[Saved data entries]
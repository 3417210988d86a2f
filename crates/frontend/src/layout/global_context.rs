use contracts::domain::a101_shop_product::ProductOption;
use contracts::domain::a104_product_mapping::SourceOption;
use leptos::prelude::*;
use wasm_bindgen::closure::Closure;
use wasm_bindgen::JsCast;
use web_sys::window;

use crate::layout::tabs::TabKey;

/// Token identifying one tab activation. Loaders capture it before their
/// first `.await` and must present it back before committing results.
#[derive(Debug, Clone, Copy, PartialEq, Eq)]
pub struct NavToken(u64);

/// Pure navigation state: which tab is active and how many activations
/// have happened. Kept free of browser APIs so the transition rules are
/// testable on the host.
#[derive(Debug, Clone, Copy, PartialEq, Eq)]
pub struct TabState {
    active: TabKey,
    epoch: u64,
}

impl TabState {
    pub fn new(initial: TabKey) -> Self {
        Self {
            active: initial,
            epoch: 0,
        }
    }

    pub fn active(&self) -> TabKey {
        self.active
    }

    /// Returns `true` if the active tab changed. Re-activating the current
    /// tab is a no-op and does not invalidate in-flight loads.
    pub fn activate(&mut self, key: TabKey) -> bool {
        if self.active == key {
            return false;
        }
        self.active = key;
        self.epoch += 1;
        true
    }

    pub fn token(&self) -> NavToken {
        NavToken(self.epoch)
    }

    /// A response is committed only if no navigation happened since its
    /// token was taken; stale responses are dropped.
    pub fn accepts(&self, token: NavToken) -> bool {
        token.0 == self.epoch
    }
}

/// App-wide store provided via context: tab navigation plus the option
/// lists that are fetched once per page life and reused by every dialog.
#[derive(Clone, Copy)]
pub struct AppGlobalContext {
    tabs: RwSignal<TabState>,
    pub product_options: RwSignal<Option<Vec<ProductOption>>>,
    pub source_options: RwSignal<Option<Vec<SourceOption>>>,
}

impl AppGlobalContext {
    pub fn new() -> Self {
        Self {
            tabs: RwSignal::new(TabState::new(TabKey::DEFAULT)),
            product_options: RwSignal::new(None),
            source_options: RwSignal::new(None),
        }
    }

    /// Reactive read of the active tab.
    pub fn active(&self) -> TabKey {
        self.tabs.with(|state| state.active())
    }

    pub fn nav_token(&self) -> NavToken {
        self.tabs.with_untracked(|state| state.token())
    }

    pub fn accepts(&self, token: NavToken) -> bool {
        self.tabs.with_untracked(|state| state.accepts(token))
    }

    /// Switch tabs. `update_hash` is false when the change originates from
    /// the URL itself (initial load, hashchange) to avoid feedback loops.
    pub fn activate(&self, key: TabKey, update_hash: bool) {
        let mut changed = false;
        self.tabs.update(|state| changed = state.activate(key));
        if !changed {
            return;
        }
        log::debug!("tab activated: {}", key.as_str());
        if update_hash {
            if let Some(w) = window() {
                let _ = w.location().set_hash(key.as_str());
            }
        }
    }

    /// Read the initial tab from the URL hash and follow `hashchange`
    /// events so browser back/forward keeps working.
    pub fn init_hash_integration(&self) {
        let initial = window()
            .and_then(|w| w.location().hash().ok())
            .as_deref()
            .and_then(TabKey::from_hash);
        if let Some(key) = initial {
            self.activate(key, false);
        }

        let this = *self;
        let listener = Closure::wrap(Box::new(move |_: web_sys::Event| {
            let key = window()
                .and_then(|w| w.location().hash().ok())
                .as_deref()
                .and_then(TabKey::from_hash)
                .unwrap_or(TabKey::DEFAULT);
            this.activate(key, false);
        }) as Box<dyn FnMut(_)>);

        if let Some(w) = window() {
            let _ = w.add_event_listener_with_callback(
                "hashchange",
                listener.as_ref().unchecked_ref(),
            );
            // page-lifetime listener
            listener.forget();
        }
    }
}

#[cfg(test)]
mod tests {
    use super::*;

    #[test]
    fn activation_bumps_epoch_once_per_change() {
        let mut state = TabState::new(TabKey::Dashboard);
        assert!(state.activate(TabKey::Products));
        assert!(state.activate(TabKey::Competitors));
        assert_eq!(state.active(), TabKey::Competitors);

        // re-activating the current tab is a no-op
        let token = state.token();
        assert!(!state.activate(TabKey::Competitors));
        assert!(state.accepts(token));
    }

    #[test]
    fn stale_tokens_are_rejected() {
        let mut state = TabState::new(TabKey::Dashboard);
        let token = state.token();
        assert!(state.accepts(token));

        state.activate(TabKey::Suppliers);
        assert!(!state.accepts(token));
        assert!(state.accepts(state.token()));
    }

    #[test]
    fn round_trip_back_to_first_tab_still_invalidates() {
        let mut state = TabState::new(TabKey::Dashboard);
        let token = state.token();
        state.activate(TabKey::Products);
        state.activate(TabKey::Dashboard);
        // same tab as when the token was taken, but two navigations later
        assert!(!state.accepts(token));
    }
}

### What the task asks
Go through the records and copy each one exactly.

### Response to the exercise
repository 3417210988d86a2f
filename crates/frontend/src/layout/global_context.rs
use contracts::domain::a101_shop_product::ProductOption;
use contracts::domain::a104_product_mapping::SourceOption;
use leptos::prelude::*;
use wasm_bindgen::closure::Closure;
use wasm_bindgen::JsCast;
use web_sys::window;

use crate::layout::tabs::TabKey;

/// Token identifying one tab activation. Loaders capture it before their
/// first `.await` and must present it back before committing results.
#[derive(Debug, Clone, Copy, PartialEq, Eq)]
pub struct NavToken(u64);

/// Pure navigation state: which tab is active and how many activations
/// have happened. Kept free of browser APIs so the transition rules are
/// testable on the host.
#[derive(Debug, Clone, Copy, PartialEq, Eq)]
pub struct TabState {
    active: TabKey,
    epoch: u64,
}

impl TabState {
    pub fn new(initial: TabKey) -> Self {
        Self {
            active: initial,
            epoch: 0,
        }
    }

    pub fn active(&self) -> TabKey {
        self.active
    }

    /// Returns `true` if the active tab changed. Re-activating the current
    /// tab is a no-op and does not invalidate in-flight loads.
    pub fn activate(&mut self, key: TabKey) -> bool {
        if self.active == key {
            return false;
        }
        self.active = key;
        self.epoch += 1;
        true
    }

    pub fn token(&self) -> NavToken {
        NavToken(self.epoch)
    }

    /// A response is committed only if no navigation happened since its
    /// token was taken; stale responses are dropped.
    pub fn accepts(&self, token: NavToken) -> bool {
        token.0 == self.epoch
    }
}

/// App-wide store provided via context: tab navigation plus the option
/// lists that are fetched once per page life and reused by every dialog.
#[derive(Clone, Copy)]
pub struct AppGlobalContext {
    tabs: RwSignal<TabState>,
    pub product_options: RwSignal<Option<Vec<ProductOption>>>,
    pub source_options: RwSignal<Option<Vec<SourceOption>>>,
}

impl AppGlobalContext {
    pub fn new() -> Self {
        Self {
            tabs: RwSignal::new(TabState::new(TabKey::DEFAULT)),
            product_options: RwSignal::new(None),
            source_options: RwSignal::new(None),
        }
    }

    /// Reactive read of the active tab.
    pub fn active(&self) -> TabKey {
        self.tabs.with(|state| state.active())
    }

    pub fn nav_token(&self) -> NavToken {
        self.tabs.with_untracked(|state| state.token())
    }

    pub fn accepts(&self, token: NavToken) -> bool {
        self.tabs.with_untracked(|state| state.accepts(token))
    }

    /// Switch tabs. `update_hash` is false when the change originates from
    /// the URL itself (initial load, hashchange) to avoid feedback loops.
    pub fn activate(&self, key: TabKey, update_hash: bool) {
        let mut changed = false;
        self.tabs.update(|state| changed = state.activate(key));
        if !changed {
            return;
        }
        log::debug!("tab activated: {}", key.as_str());
        if update_hash {
            if let Some(w) = window() {
                let _ = w.location().set_hash(key.as_str());
            }
        }
    }

    /// Read the initial tab from the URL hash and follow `hashchange`
    /// events so browser back/forward keeps working.
    pub fn init_hash_integration(&self) {
        let initial = window()
            .and_then(|w| w.location().hash().ok())
            .as_deref()
            .and_then(TabKey::from_hash);
        if let Some(key) = initial {
            self.activate(key, false);
        }

        let this = *self;
        let listener = Closure::wrap(Box::new(move |_: web_sys::Event| {
            let key = window()
                .and_then(|w| w.location().hash().ok())
                .as_deref()
                .and_then(TabKey::from_hash)
                .unwrap_or(TabKey::DEFAULT);
            this.activate(key, false);
        }) as Box<dyn FnMut(_)>);

        if let Some(w) = window() {
            let _ = w.add_event_listener_with_callback(
                "hashchange",
                listener.as_ref().unchecked_ref(),
            );
            // page-lifetime listener
            listener.forget();
        }
    }
}

#[cfg(test)]
mod tests {
    use super::*;

    #[test]
    fn activation_bumps_epoch_once_per_change() {
        let mut state = TabState::new(TabKey::Dashboard);
        assert!(state.activate(TabKey::Products));
        assert!(state.activate(TabKey::Competitors));
        assert_eq!(state.active(), TabKey::Competitors);

        // re-activating the current tab is a no-op
        let token = state.token();
        assert!(!state.activate(TabKey::Competitors));
        assert!(state.accepts(token));
    }

    #[test]
    fn stale_tokens_are_rejected() {
        let mut state = TabState::new(TabKey::Dashboard);
        let token = state.token();
        assert!(state.accepts(token));

        state.activate(TabKey::Suppliers);
        assert!(!state.accepts(token));
        assert!(state.accepts(state.token()));
    }

    #[test]
    fn round_trip_back_to_first_tab_still_invalidates() {
        let mut state = TabState::new(TabKey::Dashboard);
        let token = state.token();
        state.activate(TabKey::Products);
        state.activate(TabKey::Dashboard);
        // same tab as when the token was taken, but two navigations later
        assert!(!state.accepts(token));
    }
}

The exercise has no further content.